We have a few services instrumented with both Dynatrace agent & OTEL manual instrumentation. These services are mainly running in Fargate containers & Lambdas, runtime is node.js
Services that are instrumented with dynatrace agent are sent to Dynatrace UI, whereas for same services that are instrumented with OTEL manual instrumentation are sent to other visualization layer(Lightstep).
We have noticed that enabling one of the dynatrace feature 'Forward Tag 4 trace context extension' is actually overriding OTEL trace ID and replacing it with Dynatrace trace ID. This feature is mandatory for dynatrace to connect AWS services(received this from support). This is a big red flag for running Dynatrace and OTEL in parallel. Because of this our leadership team is looking to remove dynatrace agents and this has become bigger issue now. Has anyone encountered the same issue and were you able to resolve this issue.
Here is our architecture:
Below is the documentation we followed to instrument AWS API Gateway non-proxy integration:
Below is the dynatrace feature we have enabled.
Solved! Go to Solution.
If two monitoring tools are active at the same time in the same process but work independent of each other it's mostly impossible to avoid that a single operation results in two traces.

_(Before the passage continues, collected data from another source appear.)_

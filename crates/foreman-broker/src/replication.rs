//! Replication driver.
//!
//! The driver owns the traffic between the status log and the status
//! store. On the leader it runs the append path: slot gate, log append,
//! then apply. On followers it runs the tail-and-apply loop. Recovery
//! rebuilds the store from the newest snapshot plus the log tail.
//!
//! The append deliberately happens *outside* the status write lock - only
//! the apply step takes it. Ordering across concurrent appenders is the
//! log's contract (see [`StatusLog`]), not the lock's.

use std::sync::Arc;

use foreman_log::{LogError, StatusLog};
use foreman_status::{ApplyError, StatusStore};
use foreman_types::{StatusEdit, TaskId};

use crate::error::BrokerError;

/// Drives edits between the log and the status store.
pub struct Replicator<L: StatusLog> {
    store: Arc<StatusStore>,
    log: L,
}

impl<L: StatusLog> Replicator<L> {
    pub fn new(store: Arc<StatusStore>, log: L) -> Self {
        Self { store, log }
    }

    pub fn store(&self) -> &Arc<StatusStore> {
        &self.store
    }

    pub fn log(&self) -> &L {
        &self.log
    }

    /// Leader append path: persists `edit` and applies it locally.
    ///
    /// Slot-bearing `AddTask` edits are gated through the slot arbiter
    /// first; a duplicate submission returns `Ok(None)` without writing
    /// anything to the log. A failed append releases the pre-reservation
    /// before propagating.
    pub fn apply_modification(&self, edit: StatusEdit) -> Result<Option<TaskId>, BrokerError> {
        if let Some(slot) = edit.slot() {
            if !self.store.slots().assign(slot) {
                tracing::debug!(slot, "duplicate slot submission dropped");
                return Ok(None);
            }
            let sequence = match self.log.log_status_edit(&edit) {
                Ok(sequence) => sequence,
                Err(err) => {
                    self.store.slots().release(slot);
                    return Err(err.into());
                }
            };
            return self.store.apply(sequence, &edit).map_err(BrokerError::from);
        }

        let sequence = self.log.log_status_edit(&edit)?;
        self.store.apply(sequence, &edit).map_err(BrokerError::from)
    }

    /// Follower loop: tails the log and applies every edit, resuming from
    /// the last applied sequence after each stream ends.
    ///
    /// Returns `Ok(())` once this replica is elected leader or the log is
    /// closed. Any error is fatal to the replica: an unavailable log
    /// leaves no way to stay current, and an apply failure means the
    /// status machine has diverged.
    pub fn follow_the_leader(&self) -> Result<(), BrokerError> {
        while !self.log.is_leader() && !self.log.is_closed() {
            let from = self.store.last_sequence();
            tracing::debug!(%from, "following the leader");
            self.stream_into_store(|log, sink| log.follow_the_leader(from, sink))?;
        }
        Ok(())
    }

    /// Cold-start recovery: installs the newest snapshot, replays the log
    /// tail, and re-bases the task id counter past everything replayed.
    pub fn recover(&self) -> Result<(), BrokerError> {
        let snapshot = self.log.load_snapshot()?;
        let from = snapshot.last_sequence;
        self.store.install_snapshot(snapshot);

        self.stream_into_store(|log, sink| log.recovery(from, sink))?;
        self.store.rebase_next_task_id();

        tracing::info!(
            last_sequence = %self.store.last_sequence(),
            max_task_id = %self.store.max_task_id(),
            "recovery complete"
        );
        Ok(())
    }

    /// Arms the log's leader append path, with the write lock held as a
    /// barrier so no apply interleaves with the role change.
    pub fn start_writing(&self) -> Result<(), BrokerError> {
        self.store
            .with_exclusive(|| self.log.start_writing())
            .map_err(BrokerError::from)
    }

    /// Runs a log streaming call with the store's applier as the sink,
    /// keeping the original [`ApplyError`] when the sink is what failed.
    fn stream_into_store(
        &self,
        stream: impl FnOnce(&L, foreman_log::EditSink<'_>) -> Result<(), LogError>,
    ) -> Result<(), BrokerError> {
        let mut divergence: Option<ApplyError> = None;
        let result = stream(&self.log, &mut |sequence, edit| {
            match self.store.apply(sequence, &edit) {
                Ok(_) => Ok(()),
                Err(err) => {
                    let rejection = LogError::ApplyRejected {
                        sequence,
                        reason: err.to_string(),
                    };
                    divergence = Some(err);
                    Err(rejection)
                }
            }
        });

        if let Some(err) = divergence {
            return Err(BrokerError::Diverged(err));
        }
        result.map_err(BrokerError::from)
    }
}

For example if a span is created via OpenTelemetry API it doesn't consider the state of OneAgent at this time and creates a new traceId even if OneAgent started a trace already before.
To continue a trace on another process both monitoring tools inject and extract their view of the trace via e.g. W3C tracecontext or B3 headers. If the same propagation headers are used conflicts may arise even OneAgent tries to avoid overwriting headers set by OpenTelemetry.

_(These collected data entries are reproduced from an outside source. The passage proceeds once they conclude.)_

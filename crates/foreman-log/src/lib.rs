//! # foreman-log: Status log abstraction for Foreman
//!
//! The status log is the single source of truth for edit ordering. The
//! broker core consumes it through the [`StatusLog`] trait: the leader
//! appends edits and receives their sequence numbers, followers tail the
//! stream, recovery replays the tail past a snapshot, and checkpoints give
//! the log a truncation point.
//!
//! Leader election itself lives inside the log implementation; the core
//! only observes roles through [`StatusLog::is_leader`] and friends.
//!
//! [`MemoryLog`] is the in-process implementation used by tests and
//! single-node development.

use foreman_types::{SequenceNumber, StatusEdit, StatusSnapshot};

mod memory;

pub use memory::MemoryLog;

/// Callback receiving replayed or tailed edits, in sequence order.
///
/// Returning an error stops the stream and surfaces the error to the
/// caller of [`StatusLog::follow_the_leader`] / [`StatusLog::recovery`].
pub type EditSink<'a> = &'a mut dyn FnMut(SequenceNumber, StatusEdit) -> Result<(), LogError>;

/// An ordered, durable stream of status edits with snapshot support.
///
/// # Ordering contract
///
/// The broker appends *outside* its status write lock and relies entirely
/// on the log for ordering. Every implementation must linearize concurrent
/// [`log_status_edit`](StatusLog::log_status_edit) calls and hand out
/// strictly increasing sequence numbers; edits must be made visible to
/// followers and replay in exactly that order.
pub trait StatusLog: Send + Sync {
    /// Durably appends `edit` and returns its assigned sequence number.
    ///
    /// Fails with [`LogError::Unavailable`] if the edit cannot be durably
    /// accepted (IO error, loss of leadership, quorum loss).
    fn log_status_edit(&self, edit: &StatusEdit) -> Result<SequenceNumber, LogError>;

    /// Streams edits with sequence greater than `from` to `apply`,
    /// blocking at the tail.
    ///
    /// Returns `Ok(())` when this replica acquires leadership or the log
    /// is closed.
    fn follow_the_leader(&self, from: SequenceNumber, apply: EditSink<'_>) -> Result<(), LogError>;

    /// Replays the durable tail with sequence greater than `from`,
    /// returning when it is exhausted.
    fn recovery(&self, from: SequenceNumber, apply: EditSink<'_>) -> Result<(), LogError>;

    /// Arms the leader append path. Only valid once elected.
    fn start_writing(&self) -> Result<(), LogError>;

    /// Returns the newest durable snapshot, or an empty one.
    fn load_snapshot(&self) -> Result<StatusSnapshot, LogError>;

    /// Atomically records `snapshot` as the new truncation point.
    fn checkpoint(&self, snapshot: &StatusSnapshot) -> Result<(), LogError>;

    /// True once this replica has been elected leader.
    fn is_leader(&self) -> bool;

    /// True when the leader append path is armed.
    fn is_writable(&self) -> bool;

    /// True once the log has been closed.
    fn is_closed(&self) -> bool;

    /// Closes the log, unblocking any follower.
    fn close(&self);
}

/// Errors surfaced by a status log.
#[derive(thiserror::Error, Debug)]
pub enum LogError {
    /// The log cannot durably accept writes right now: IO failure, loss
    /// of leadership, or quorum loss.
    #[error("status log unavailable: {reason}")]
    Unavailable { reason: String },

    /// A persisted entry could not be decoded.
    #[error("log entry {sequence} is corrupt: {reason}")]
    Corrupt {
        sequence: SequenceNumber,
        reason: String,
    },

    /// The apply callback rejected an entry; the stream stops there.
    #[error("apply rejected log entry {sequence}: {reason}")]
    ApplyRejected {
        sequence: SequenceNumber,
        reason: String,
    },
}

impl LogError {
    /// Shorthand for [`LogError::Unavailable`].
    pub fn unavailable(reason: impl Into<String>) -> Self {
        Self::Unavailable {
            reason: reason.into(),
        }
    }
}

The OneAgent feature Forward Tag 4 trace context extension is needed in this setup to ensure that the trace started by a OneAgent code module is continued by the dynatrace AWS lambda layer. If the feature is not set OneAgent doesn't set traceId/spanId on propagation headers resulting in a broken OneAgent trace.
The OneAgent layer for AWS lambda has some limitations compared to other OneAgent code modules:
As a result you end up in having to decide if OneAgent or LightStep trace "wins" regarding continuation of a trace.
There might be a workaround: If OpenTelemetry is configured to *not* use W3C tracecontext headers for propagation (e.g. use B3 instead) and keep DT_OPEN_TELEMETRY_ENABLE_INTEGRATION disabled it might work to have OneAgent to keep the OneAgent trace intact and LightStep to keep the LightStep trace intact.
Thanks for your response. Just want to confirm if you are recommending using b3 headers for otel instrumentation to avoid trace ID overriding. This way it will not interact with Dynatrace ID.
Yes, using propagation headers not used by OneAgent and disabling OpenTelemetry integration should decouple the two tools.
OneAgent is not using B3 headers as of now. OneAgent for AWS lambda has currently no option to disable use of W3C TraceContext (other code modules have this possibility) .
I know this recommendation sounds a bit unusual because usually we recommend to use W3C TraceContext.
Your request is special because OneAgent should not interact with OpenTelemetry. Usually the request is that both tools interact (e.g. OneAgent continues a trace from a process monitored by OTel).
But your request is different that it
From your statement you mentioned "OneAgent is not using B3 headers as of now. OneAgent for AWS lambda has currently no option to disable use of W3C TraceContext (other code modules have this possibility) ."
Is it possible to disable x-dynatrace header for containers and use traceparent instead of it? so that we are expecting entire transaction uses only traceparent instead of x-dynatrace header.
There is currently no option to disable x-dynatrace header only for containers. It is possible to disable it for non AWS lambda code modules for protocols where OA supports W3C tracecontext (GRPC and HTTP as of now).
Please note that using traceparent only for OneAgent will result in limitations like missing connections in service flow or inconsistent sampling decisions/extrapolation.
OneAgent either needs x-dynatrace or traceparent + tracestate to utilize the full feature set.